Records drawn from a dataset:

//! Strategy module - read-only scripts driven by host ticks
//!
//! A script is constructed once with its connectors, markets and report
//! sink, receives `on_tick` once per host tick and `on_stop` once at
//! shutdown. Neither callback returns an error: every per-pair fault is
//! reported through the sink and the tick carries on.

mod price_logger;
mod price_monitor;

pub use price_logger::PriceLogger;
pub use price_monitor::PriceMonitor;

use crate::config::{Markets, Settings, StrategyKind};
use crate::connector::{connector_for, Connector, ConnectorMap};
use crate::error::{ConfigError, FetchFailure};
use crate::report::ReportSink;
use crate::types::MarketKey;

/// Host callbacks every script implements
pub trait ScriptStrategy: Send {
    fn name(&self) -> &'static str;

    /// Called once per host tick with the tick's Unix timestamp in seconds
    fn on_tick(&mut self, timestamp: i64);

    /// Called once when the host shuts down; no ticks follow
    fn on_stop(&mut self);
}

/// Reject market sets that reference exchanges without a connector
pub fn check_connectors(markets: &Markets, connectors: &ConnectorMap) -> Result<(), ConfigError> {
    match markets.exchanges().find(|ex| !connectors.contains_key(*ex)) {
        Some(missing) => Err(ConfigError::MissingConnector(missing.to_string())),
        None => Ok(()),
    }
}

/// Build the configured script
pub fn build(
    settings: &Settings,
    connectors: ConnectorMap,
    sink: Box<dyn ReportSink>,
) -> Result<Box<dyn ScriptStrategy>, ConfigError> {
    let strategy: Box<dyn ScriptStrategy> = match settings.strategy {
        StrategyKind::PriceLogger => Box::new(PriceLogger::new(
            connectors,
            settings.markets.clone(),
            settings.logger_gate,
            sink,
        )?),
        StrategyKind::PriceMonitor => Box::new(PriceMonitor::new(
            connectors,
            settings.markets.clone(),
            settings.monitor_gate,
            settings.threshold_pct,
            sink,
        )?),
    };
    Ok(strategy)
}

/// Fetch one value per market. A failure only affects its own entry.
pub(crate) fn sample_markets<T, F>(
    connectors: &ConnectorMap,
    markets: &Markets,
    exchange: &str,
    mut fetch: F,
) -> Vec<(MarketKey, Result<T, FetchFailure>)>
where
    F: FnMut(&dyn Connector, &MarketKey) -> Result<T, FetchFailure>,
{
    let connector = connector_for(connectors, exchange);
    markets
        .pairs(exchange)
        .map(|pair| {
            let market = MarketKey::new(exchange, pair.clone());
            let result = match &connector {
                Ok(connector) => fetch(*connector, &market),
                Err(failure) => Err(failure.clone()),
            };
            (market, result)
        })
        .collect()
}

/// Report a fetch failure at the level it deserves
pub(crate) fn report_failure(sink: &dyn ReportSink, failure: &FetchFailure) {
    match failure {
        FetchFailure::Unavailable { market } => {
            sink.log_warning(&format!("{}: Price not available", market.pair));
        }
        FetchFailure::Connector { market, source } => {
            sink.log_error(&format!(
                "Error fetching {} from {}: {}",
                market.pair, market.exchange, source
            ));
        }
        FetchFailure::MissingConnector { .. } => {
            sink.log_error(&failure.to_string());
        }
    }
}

--

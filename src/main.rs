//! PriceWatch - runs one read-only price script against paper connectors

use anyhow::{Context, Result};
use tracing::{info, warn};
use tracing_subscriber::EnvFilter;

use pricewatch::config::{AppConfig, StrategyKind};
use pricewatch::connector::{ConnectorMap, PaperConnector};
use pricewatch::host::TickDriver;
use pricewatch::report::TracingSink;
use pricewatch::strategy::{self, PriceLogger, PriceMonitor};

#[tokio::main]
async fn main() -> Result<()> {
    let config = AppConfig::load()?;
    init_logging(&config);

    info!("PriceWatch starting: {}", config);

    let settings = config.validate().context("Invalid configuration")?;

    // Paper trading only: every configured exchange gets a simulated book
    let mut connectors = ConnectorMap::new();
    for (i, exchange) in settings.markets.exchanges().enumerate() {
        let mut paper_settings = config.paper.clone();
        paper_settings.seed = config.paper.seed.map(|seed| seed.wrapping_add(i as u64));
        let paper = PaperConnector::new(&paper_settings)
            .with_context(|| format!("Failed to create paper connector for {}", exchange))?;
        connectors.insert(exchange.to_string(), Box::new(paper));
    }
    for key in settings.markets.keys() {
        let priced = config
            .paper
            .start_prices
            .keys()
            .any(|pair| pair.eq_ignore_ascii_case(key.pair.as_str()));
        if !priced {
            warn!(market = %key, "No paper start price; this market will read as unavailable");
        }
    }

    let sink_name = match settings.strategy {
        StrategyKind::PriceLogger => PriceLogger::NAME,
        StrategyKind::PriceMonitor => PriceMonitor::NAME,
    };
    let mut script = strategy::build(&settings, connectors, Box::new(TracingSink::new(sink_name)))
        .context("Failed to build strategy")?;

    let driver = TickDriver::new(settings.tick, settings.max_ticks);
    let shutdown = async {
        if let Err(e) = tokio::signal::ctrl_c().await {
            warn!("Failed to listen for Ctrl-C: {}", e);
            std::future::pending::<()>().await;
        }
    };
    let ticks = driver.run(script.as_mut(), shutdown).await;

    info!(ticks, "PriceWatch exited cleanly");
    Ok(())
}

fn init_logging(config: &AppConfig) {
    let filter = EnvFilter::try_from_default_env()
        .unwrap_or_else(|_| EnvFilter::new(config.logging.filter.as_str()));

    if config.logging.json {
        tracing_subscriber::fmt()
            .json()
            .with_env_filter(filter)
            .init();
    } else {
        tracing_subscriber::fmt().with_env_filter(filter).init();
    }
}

▶ [EXERCISE BRIEF]:
Which lines of the records above contain the word "every"? Report each one in full.

▶ [SOLUTION TO THE EXERCISE]:
//! shutdown. Neither callback returns an error: every per-pair fault is
/// Host callbacks every script implements
    // Paper trading only: every configured exchange gets a simulated book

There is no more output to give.